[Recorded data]
************

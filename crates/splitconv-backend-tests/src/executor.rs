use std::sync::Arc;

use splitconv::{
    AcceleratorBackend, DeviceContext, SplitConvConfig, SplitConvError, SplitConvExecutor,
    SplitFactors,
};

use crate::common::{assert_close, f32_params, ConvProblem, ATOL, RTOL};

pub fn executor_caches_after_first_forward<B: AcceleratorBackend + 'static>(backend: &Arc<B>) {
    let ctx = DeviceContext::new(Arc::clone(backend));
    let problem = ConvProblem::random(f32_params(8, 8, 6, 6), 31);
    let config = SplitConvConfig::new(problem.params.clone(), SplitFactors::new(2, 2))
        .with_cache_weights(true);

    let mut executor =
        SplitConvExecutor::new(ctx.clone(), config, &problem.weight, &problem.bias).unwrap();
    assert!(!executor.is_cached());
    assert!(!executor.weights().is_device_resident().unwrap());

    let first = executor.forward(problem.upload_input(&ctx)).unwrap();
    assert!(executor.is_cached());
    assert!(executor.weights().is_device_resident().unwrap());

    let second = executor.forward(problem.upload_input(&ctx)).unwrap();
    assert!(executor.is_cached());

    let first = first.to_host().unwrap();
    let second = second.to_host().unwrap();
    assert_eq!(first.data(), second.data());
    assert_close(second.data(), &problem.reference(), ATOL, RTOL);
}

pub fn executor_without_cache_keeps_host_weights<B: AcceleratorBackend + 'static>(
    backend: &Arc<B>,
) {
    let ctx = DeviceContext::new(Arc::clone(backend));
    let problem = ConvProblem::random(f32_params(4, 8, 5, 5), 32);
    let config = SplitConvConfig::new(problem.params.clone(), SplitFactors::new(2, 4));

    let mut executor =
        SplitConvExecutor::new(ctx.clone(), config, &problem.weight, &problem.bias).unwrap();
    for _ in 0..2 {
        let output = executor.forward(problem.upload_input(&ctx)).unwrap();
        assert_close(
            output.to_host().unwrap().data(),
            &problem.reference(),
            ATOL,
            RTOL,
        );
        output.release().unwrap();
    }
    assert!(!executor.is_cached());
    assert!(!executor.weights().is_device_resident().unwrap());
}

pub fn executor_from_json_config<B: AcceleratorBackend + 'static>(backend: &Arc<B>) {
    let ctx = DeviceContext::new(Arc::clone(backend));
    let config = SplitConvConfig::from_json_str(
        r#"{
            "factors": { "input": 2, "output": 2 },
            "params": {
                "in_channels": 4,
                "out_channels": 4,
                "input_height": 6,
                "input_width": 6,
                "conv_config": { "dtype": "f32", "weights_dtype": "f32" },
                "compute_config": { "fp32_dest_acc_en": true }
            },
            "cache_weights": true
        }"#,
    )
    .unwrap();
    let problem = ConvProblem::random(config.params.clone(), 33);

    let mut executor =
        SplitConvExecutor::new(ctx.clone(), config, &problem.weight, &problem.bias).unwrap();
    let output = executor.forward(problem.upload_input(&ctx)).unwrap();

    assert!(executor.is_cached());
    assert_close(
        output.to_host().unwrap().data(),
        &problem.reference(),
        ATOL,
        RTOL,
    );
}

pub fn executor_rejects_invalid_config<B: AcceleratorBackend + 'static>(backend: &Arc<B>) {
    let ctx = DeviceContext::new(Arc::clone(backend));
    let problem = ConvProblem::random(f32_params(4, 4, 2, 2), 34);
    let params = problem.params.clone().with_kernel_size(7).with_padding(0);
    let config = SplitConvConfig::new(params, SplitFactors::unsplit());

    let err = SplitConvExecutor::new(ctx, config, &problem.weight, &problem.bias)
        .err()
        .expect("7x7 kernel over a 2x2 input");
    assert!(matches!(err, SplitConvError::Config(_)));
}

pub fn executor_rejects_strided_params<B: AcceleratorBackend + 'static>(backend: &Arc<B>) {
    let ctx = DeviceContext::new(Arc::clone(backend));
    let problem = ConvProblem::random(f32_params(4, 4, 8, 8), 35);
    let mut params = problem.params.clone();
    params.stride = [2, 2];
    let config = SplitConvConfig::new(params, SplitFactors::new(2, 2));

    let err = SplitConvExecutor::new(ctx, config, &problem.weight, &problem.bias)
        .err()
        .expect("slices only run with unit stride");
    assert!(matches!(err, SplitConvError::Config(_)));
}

************

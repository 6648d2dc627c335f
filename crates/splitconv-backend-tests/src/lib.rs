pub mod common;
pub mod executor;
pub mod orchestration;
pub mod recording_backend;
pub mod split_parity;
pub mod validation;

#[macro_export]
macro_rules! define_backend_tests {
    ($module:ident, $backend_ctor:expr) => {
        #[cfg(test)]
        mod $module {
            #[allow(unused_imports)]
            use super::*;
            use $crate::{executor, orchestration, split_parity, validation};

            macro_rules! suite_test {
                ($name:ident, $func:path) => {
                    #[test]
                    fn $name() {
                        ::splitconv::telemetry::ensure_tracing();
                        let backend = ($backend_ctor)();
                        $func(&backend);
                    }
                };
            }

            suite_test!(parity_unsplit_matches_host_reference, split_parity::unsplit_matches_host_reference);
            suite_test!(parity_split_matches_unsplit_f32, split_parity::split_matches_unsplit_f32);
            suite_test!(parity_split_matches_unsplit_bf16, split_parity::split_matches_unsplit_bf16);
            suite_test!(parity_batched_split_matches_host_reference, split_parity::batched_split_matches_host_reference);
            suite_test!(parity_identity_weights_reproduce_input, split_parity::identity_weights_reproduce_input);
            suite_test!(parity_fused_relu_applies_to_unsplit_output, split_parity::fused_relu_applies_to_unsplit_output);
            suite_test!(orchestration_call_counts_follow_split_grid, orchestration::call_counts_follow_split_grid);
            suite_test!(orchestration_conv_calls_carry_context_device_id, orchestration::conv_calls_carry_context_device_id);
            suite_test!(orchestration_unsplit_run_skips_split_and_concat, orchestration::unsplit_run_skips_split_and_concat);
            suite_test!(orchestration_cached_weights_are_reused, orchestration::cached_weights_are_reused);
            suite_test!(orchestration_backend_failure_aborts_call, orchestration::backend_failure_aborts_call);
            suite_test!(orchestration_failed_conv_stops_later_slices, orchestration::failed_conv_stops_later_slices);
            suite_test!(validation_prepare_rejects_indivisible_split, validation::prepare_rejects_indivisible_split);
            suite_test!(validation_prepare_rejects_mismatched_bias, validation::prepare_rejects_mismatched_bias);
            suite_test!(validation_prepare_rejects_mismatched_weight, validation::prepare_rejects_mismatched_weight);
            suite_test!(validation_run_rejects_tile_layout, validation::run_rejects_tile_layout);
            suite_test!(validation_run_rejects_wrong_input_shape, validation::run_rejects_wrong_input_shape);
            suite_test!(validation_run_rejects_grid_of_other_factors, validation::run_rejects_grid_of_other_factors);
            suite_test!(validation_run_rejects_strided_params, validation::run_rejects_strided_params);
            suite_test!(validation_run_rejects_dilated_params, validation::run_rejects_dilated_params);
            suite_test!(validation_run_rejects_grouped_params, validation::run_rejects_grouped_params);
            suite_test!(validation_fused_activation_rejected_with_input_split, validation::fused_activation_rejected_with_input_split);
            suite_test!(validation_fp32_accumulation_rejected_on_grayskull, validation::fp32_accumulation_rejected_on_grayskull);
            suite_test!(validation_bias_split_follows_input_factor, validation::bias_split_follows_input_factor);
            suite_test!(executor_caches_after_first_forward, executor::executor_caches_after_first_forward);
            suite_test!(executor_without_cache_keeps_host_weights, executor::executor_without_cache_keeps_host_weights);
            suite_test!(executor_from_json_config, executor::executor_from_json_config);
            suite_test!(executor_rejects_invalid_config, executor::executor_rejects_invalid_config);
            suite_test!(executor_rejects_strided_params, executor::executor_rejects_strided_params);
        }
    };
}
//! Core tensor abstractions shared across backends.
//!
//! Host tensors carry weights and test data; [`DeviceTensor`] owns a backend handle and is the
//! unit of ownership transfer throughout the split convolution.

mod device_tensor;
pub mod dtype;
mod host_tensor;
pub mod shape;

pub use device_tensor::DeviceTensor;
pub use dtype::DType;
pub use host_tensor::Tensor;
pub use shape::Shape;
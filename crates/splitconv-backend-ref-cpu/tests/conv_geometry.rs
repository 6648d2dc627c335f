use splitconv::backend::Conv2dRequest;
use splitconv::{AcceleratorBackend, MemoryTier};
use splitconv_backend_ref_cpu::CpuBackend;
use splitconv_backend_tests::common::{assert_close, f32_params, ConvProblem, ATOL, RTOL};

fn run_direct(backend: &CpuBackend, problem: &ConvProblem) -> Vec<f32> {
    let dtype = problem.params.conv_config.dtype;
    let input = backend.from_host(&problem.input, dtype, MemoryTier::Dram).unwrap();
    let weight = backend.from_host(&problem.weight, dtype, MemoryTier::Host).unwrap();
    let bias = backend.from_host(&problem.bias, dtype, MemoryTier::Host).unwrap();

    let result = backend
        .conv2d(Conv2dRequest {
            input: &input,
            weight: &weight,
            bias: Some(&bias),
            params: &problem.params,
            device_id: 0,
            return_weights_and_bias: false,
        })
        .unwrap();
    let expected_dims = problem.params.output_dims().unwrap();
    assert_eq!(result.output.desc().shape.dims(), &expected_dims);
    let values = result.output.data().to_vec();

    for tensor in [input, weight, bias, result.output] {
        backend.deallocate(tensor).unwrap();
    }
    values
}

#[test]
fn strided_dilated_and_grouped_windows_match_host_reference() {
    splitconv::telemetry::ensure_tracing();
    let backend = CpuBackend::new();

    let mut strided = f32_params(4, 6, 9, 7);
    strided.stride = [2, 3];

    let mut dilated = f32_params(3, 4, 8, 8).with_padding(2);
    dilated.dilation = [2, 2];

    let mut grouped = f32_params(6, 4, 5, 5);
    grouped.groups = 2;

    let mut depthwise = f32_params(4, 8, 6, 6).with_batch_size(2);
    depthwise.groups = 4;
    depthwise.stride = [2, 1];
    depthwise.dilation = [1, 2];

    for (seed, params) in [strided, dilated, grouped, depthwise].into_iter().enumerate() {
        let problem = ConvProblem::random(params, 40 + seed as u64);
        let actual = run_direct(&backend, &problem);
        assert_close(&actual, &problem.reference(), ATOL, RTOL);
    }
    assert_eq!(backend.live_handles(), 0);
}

************

Task: Please give the number of lines in the entries above that hold "static", with no other words.

Written response: 5